Library of the World's Best Literature, Ancient and Modern — Volume 6 eBook

This eBook from the Gutenberg Project consists of approximately 634 pages of information about Library of the World's Best Literature, Ancient and Modern — Volume 6.

At that time—­somewhere about 1580—­Shakespeare was still serving his apprenticeship as playwright, and had perhaps less claim on the notice of the observant foreigner than his elder contemporaries.  London was still a small town, where the news of the day spread rapidly, and where, no doubt, strangers were as eagerly discussed as they are now within narrow town limits.  Bruno’s daring speculations could not remain the exclusive property of his own coterie.  And as Shakespeare had the faculty of absorbing all new ideas afloat in the air, he would hardly have escaped the influence of the teacher who proclaimed in proud self-confidence that he was come to arouse men out of their theological stagnation.  His influence on Bacon is more evident, because of their friendly associations.  Bruno lectured at Oxford, but the English university found less favor in his eyes than English court life.  Pedantry had indeed set its fatal mark on scholarship, not only on the Continent but in England.  Aristotle was still the god of the pedants of that age, and dissent from his teaching was heavily punished, for the dry dust of learning blinded the eyes of the scholastics to new truths.

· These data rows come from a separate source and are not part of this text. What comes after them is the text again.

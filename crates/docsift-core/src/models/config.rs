//! Configuration structures for the extraction pipeline.

use std::fs;
use std::path::Path;

use serde::{Deserialize, Serialize};

use crate::error::{DocsiftError, Result};
use crate::extract::patterns::{
    DATE_OF_BIRTH_PATTERNS, DATE_PATTERNS, EMAIL_PATTERN, IDENTIFIER_PATTERN, PHONE_PATTERNS,
};

/// Skill keywords matched in resumes, in reporting order.
pub const DEFAULT_SKILL_KEYWORDS: [&str; 18] = [
    "python",
    "java",
    "javascript",
    "react",
    "angular",
    "node.js",
    "sql",
    "mongodb",
    "aws",
    "docker",
    "kubernetes",
    "git",
    "html",
    "css",
    "machine learning",
    "data science",
    "tensorflow",
    "pytorch",
];

/// Lines containing any of these are never taken as a name on identity cards.
pub const DEFAULT_IDENTITY_BOILERPLATE: [&str; 2] = ["government", "india"];

/// Main configuration for the docsift pipeline.
#[derive(Debug, Clone, Default, Serialize, Deserialize)]
#[serde(default)]
pub struct DocsiftConfig {
    /// Field extraction configuration.
    pub extraction: ExtractionConfig,

    /// Regular expressions used by the pattern extractors.
    pub patterns: PatternConfig,

    /// Detection aggregation configuration.
    pub confidence: ConfidenceConfig,
}

/// Heuristic and keyword configuration.
#[derive(Debug, Clone, Serialize, Deserialize)]
#[serde(default)]
pub struct ExtractionConfig {
    /// Keyword table for resume skills.
    pub skill_keywords: Vec<String>,

    /// Number of leading lines searched for a name on resumes.
    pub resume_name_window: usize,

    /// Case-insensitive phrases that disqualify a name line on identity cards.
    pub identity_boilerplate: Vec<String>,

    /// Maximum whitespace-separated tokens in a name line.
    pub max_name_tokens: usize,

    /// A name line must be longer than this many characters.
    pub min_name_length: usize,

    /// Leading glyphs that mark a bullet key point in notes.
    pub key_point_bullets: Vec<char>,

    /// Run the text normalizer before email and identifier extraction.
    pub normalize_before_extraction: bool,
}

impl Default for ExtractionConfig {
    fn default() -> Self {
        Self {
            skill_keywords: DEFAULT_SKILL_KEYWORDS.iter().map(|s| s.to_string()).collect(),
            resume_name_window: 5,
            identity_boilerplate: DEFAULT_IDENTITY_BOILERPLATE
                .iter()
                .map(|s| s.to_string())
                .collect(),
            max_name_tokens: 4,
            min_name_length: 3,
            key_point_bullets: vec!['•', '-', '*'],
            normalize_before_extraction: false,
        }
    }
}

/// Pattern sources, tried in list order.
#[derive(Debug, Clone, PartialEq, Eq, Serialize, Deserialize)]
#[serde(default)]
pub struct PatternConfig {
    pub email: String,
    pub phone: Vec<String>,
    pub date: Vec<String>,
    pub identifier: String,
    pub date_of_birth: Vec<String>,
}

impl Default for PatternConfig {
    fn default() -> Self {
        Self {
            email: EMAIL_PATTERN.to_string(),
            phone: PHONE_PATTERNS.iter().map(|s| s.to_string()).collect(),
            date: DATE_PATTERNS.iter().map(|s| s.to_string()).collect(),
            identifier: IDENTIFIER_PATTERN.to_string(),
            date_of_birth: DATE_OF_BIRTH_PATTERNS.iter().map(|s| s.to_string()).collect(),
        }
    }
}

/// Detection aggregation configuration.
#[derive(Debug, Clone, Serialize, Deserialize)]
#[serde(default)]
pub struct ConfidenceConfig {
    /// Detections below this confidence are discarded (0.0 - 1.0).
    pub min_confidence: f64,

    /// Join detection texts in reading order instead of input order.
    pub reading_order: bool,
}

impl Default for ConfidenceConfig {
    fn default() -> Self {
        Self {
            min_confidence: 0.5,
            reading_order: false,
        }
    }
}

impl DocsiftConfig {
    /// Load configuration from a JSON file.
    pub fn from_file(path: &Path) -> Result<Self> {
        let content = fs::read_to_string(path)?;
        Ok(serde_json::from_str(&content)?)
    }

    /// Save configuration to a JSON file.
    pub fn save(&self, path: &Path) -> Result<()> {
        let content = serde_json::to_string_pretty(self)?;
        fs::write(path, content)?;
        Ok(())
    }

    /// Check values that deserialization alone cannot rule out.
    pub fn validate(&self) -> Result<()> {
        check_min_confidence(self.confidence.min_confidence)
    }
}

/// Reject floors outside [0, 1], NaN included.
pub(crate) fn check_min_confidence(floor: f64) -> Result<()> {
    if (0.0..=1.0).contains(&floor) {
        Ok(())
    } else {
        Err(DocsiftError::Config(format!(
            "min_confidence must be between 0 and 1, got {floor}"
        )))
    }
}
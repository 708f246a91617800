//! Core library for turning OCR output into structured records.
//!
//! This crate provides:
//! - Text normalization ahead of pattern matching
//! - Regex field extractors (email, phone, dates, 12-digit identity numbers)
//! - Line heuristics for names, gender and key points
//! - Resume, identity-card and notes parsers
//! - Confidence aggregation over token-level detections
//!
//! Recognition itself happens elsewhere; this crate consumes either the
//! recognized text or the engine's `(region, text, confidence)` detections.

pub mod confidence;
pub mod document;
pub mod error;
pub mod extract;
pub mod infer;
pub mod models;
pub mod pipeline;
pub mod text;

pub use confidence::{ConfidenceReport, ConfidenceTier, Detection, aggregate, parse_detections};
pub use document::{
    DocumentParser, IdentityParser, NotesParser, ResumeParser, parse_identity, parse_notes,
    parse_resume,
};
pub use error::{DetectionError, DocsiftError, Result};
pub use models::config::DocsiftConfig;
pub use models::records::{
    DocumentKind, Gender, IdentityRecord, NotesRecord, ParsedDocument, ResumeRecord,
};
pub use pipeline::{DocumentProcessor, ProcessedDocument, RecognizedInput};
pub use text::clean;
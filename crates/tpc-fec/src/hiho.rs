use crate::soft::{HardBit, compute_parity};

/// Hard-input hard-output decoder for one dimension of the product code.
///
/// Implementations must be deterministic. `hard_in` may be one position longer than
/// [`ComponentDecoder::n`] when the code is parity-extended; that trailing bit is ignored.
pub trait ComponentDecoder<B: HardBit> {
    /// Codeword length, parity extension excluded.
    fn n(&self) -> usize;

    /// Information length. Information bits sit at positions `n - k .. n`.
    fn k(&self) -> usize;

    /// Corrects `hard_in` and writes the first `n` positions of the codeword.
    fn decode_hiho_cw(&self, hard_in: &[B], codeword: &mut [B]);

    /// Whether `hard` already is a codeword: decoding leaves it unchanged and, when
    /// `parity_extended`, its last bit matches the parity of the first `n`.
    /// `scratch` holds at least `n` positions and is clobbered.
    fn is_codeword(&self, hard: &[B], parity_extended: bool, scratch: &mut [B]) -> bool {
        let n = self.n();
        let codeword = &mut scratch[..n];
        self.decode_hiho_cw(hard, codeword);
        if codeword[..] != hard[..n] {
            return false;
        }
        !parity_extended || compute_parity(&hard[..n]) == hard[n]
    }
}

impl<B: HardBit, D: ComponentDecoder<B> + ?Sized> ComponentDecoder<B> for &D {
    fn n(&self) -> usize {
        (**self).n()
    }

    fn k(&self) -> usize {
        (**self).k()
    }

    fn decode_hiho_cw(&self, hard_in: &[B], codeword: &mut [B]) {
        (**self).decode_hiho_cw(hard_in, codeword);
    }

    fn is_codeword(&self, hard: &[B], parity_extended: bool, scratch: &mut [B]) -> bool {
        (**self).is_codeword(hard, parity_extended, scratch)
    }
}

impl<B: HardBit, D: ComponentDecoder<B> + ?Sized> ComponentDecoder<B> for Box<D> {
    fn n(&self) -> usize {
        (**self).n()
    }

    fn k(&self) -> usize {
        (**self).k()
    }

    fn decode_hiho_cw(&self, hard_in: &[B], codeword: &mut [B]) {
        (**self).decode_hiho_cw(hard_in, codeword);
    }

    fn is_codeword(&self, hard: &[B], parity_extended: bool, scratch: &mut [B]) -> bool {
        (**self).is_codeword(hard, parity_extended, scratch)
    }
}

/// Rate-one component: every word is a codeword and decoding returns its input.
/// With parity extension the product of two of these is the single-parity-check
/// product code.
#[derive(Debug, Clone, Copy, PartialEq, Eq)]
pub struct PassThroughHiho {
    n: usize,
}

impl PassThroughHiho {
    #[must_use]
    pub fn new(n: usize) -> Self {
        Self { n }
    }
}

impl<B: HardBit> ComponentDecoder<B> for PassThroughHiho {
    fn n(&self) -> usize {
        self.n
    }

    fn k(&self) -> usize {
        self.n
    }

    fn decode_hiho_cw(&self, hard_in: &[B], codeword: &mut [B]) {
        codeword[..self.n].copy_from_slice(&hard_in[..self.n]);
    }

    fn is_codeword(&self, hard: &[B], parity_extended: bool, _scratch: &mut [B]) -> bool {
        !parity_extended || compute_parity(&hard[..self.n]) == hard[self.n]
    }
}

#[cfg(test)]
mod tests {
    use super::*;

    #[test]
    fn pass_through_ignores_parity_slot() {
        let hiho = PassThroughHiho::new(3);
        let mut cw = [7u8; 3];
        hiho.decode_hiho_cw(&[1u8, 0, 1, 1], &mut cw);
        assert_eq!(cw, [1, 0, 1]);
    }

    #[test]
    fn codeword_check_follows_parity() {
        let hiho = PassThroughHiho::new(3);
        let mut scratch = [0u8; 3];
        assert!(hiho.is_codeword(&[1u8, 1, 0], false, &mut scratch));
        assert!(hiho.is_codeword(&[1u8, 1, 0, 0], true, &mut scratch));
        assert!(!hiho.is_codeword(&[1u8, 1, 0, 1], true, &mut scratch));
    }

    /// Repetition code of length 3: majority vote.
    struct Repetition3;

    impl ComponentDecoder<u8> for Repetition3 {
        fn n(&self) -> usize {
            3
        }

        fn k(&self) -> usize {
            1
        }

        fn decode_hiho_cw(&self, hard_in: &[u8], codeword: &mut [u8]) {
            let one = u8::from(hard_in[..3].iter().filter(|&&b| b == 1).count() >= 2);
            codeword[..3].fill(one);
        }
    }

    #[test]
    fn default_codeword_check_uses_scratch() {
        let mut scratch = [9u8; 5];
        assert!(Repetition3.is_codeword(&[1, 1, 1], false, &mut scratch));
        assert!(!Repetition3.is_codeword(&[1, 0, 1], false, &mut scratch));
        assert_eq!(scratch[..3], [1, 1, 1]);
        assert_eq!(scratch[3..], [9, 9]);

        assert!(Repetition3.is_codeword(&[1, 1, 1, 1], true, &mut scratch));
        assert!(!Repetition3.is_codeword(&[1, 1, 1, 0], true, &mut scratch));
        assert!((&Repetition3).is_codeword(&[0, 0, 0], false, &mut scratch));
    }

    #[test]
    fn boxed_decoder_forwards() {
        let boxed: Box<dyn ComponentDecoder<u64>> = Box::new(PassThroughHiho::new(2));
        assert_eq!(boxed.n(), 2);
        assert_eq!(boxed.k(), 2);
        let mut cw = [0u64; 2];
        boxed.decode_hiho_cw(&[1, 0], &mut cw);
        assert_eq!(cw, [1, 0]);
    }
}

Bruno, the knight-errant of these truths, devoted all his life to scourging pedantry, and dissented in toto from the idol of the schools.  No wonder he and Oxford did not agree together.  He wittily calls her “the widow of sound learning,” and again, “a constellation of pedantic, obstinate ignorance and presumption, mixed with a clownish incivility that would tax the patience of Job.”  He lashed the shortcomings of English learning in ‘La Cena delle Ceneri’ (Ash Wednesday Conversation).  But Bruno’s roving spirit, and perhaps also his heterodox tendencies, drove him at last from England, and for the next five years he roamed about Germany, leading the life of the wandering scholars of the time, always involved in conflicts and controversies with the authorities, always antagonistic to public opinion.  Flying in the face of the most cherished traditions, he underwent the common experience of all prophets:  the minds he was bent on awakening refused to be aroused.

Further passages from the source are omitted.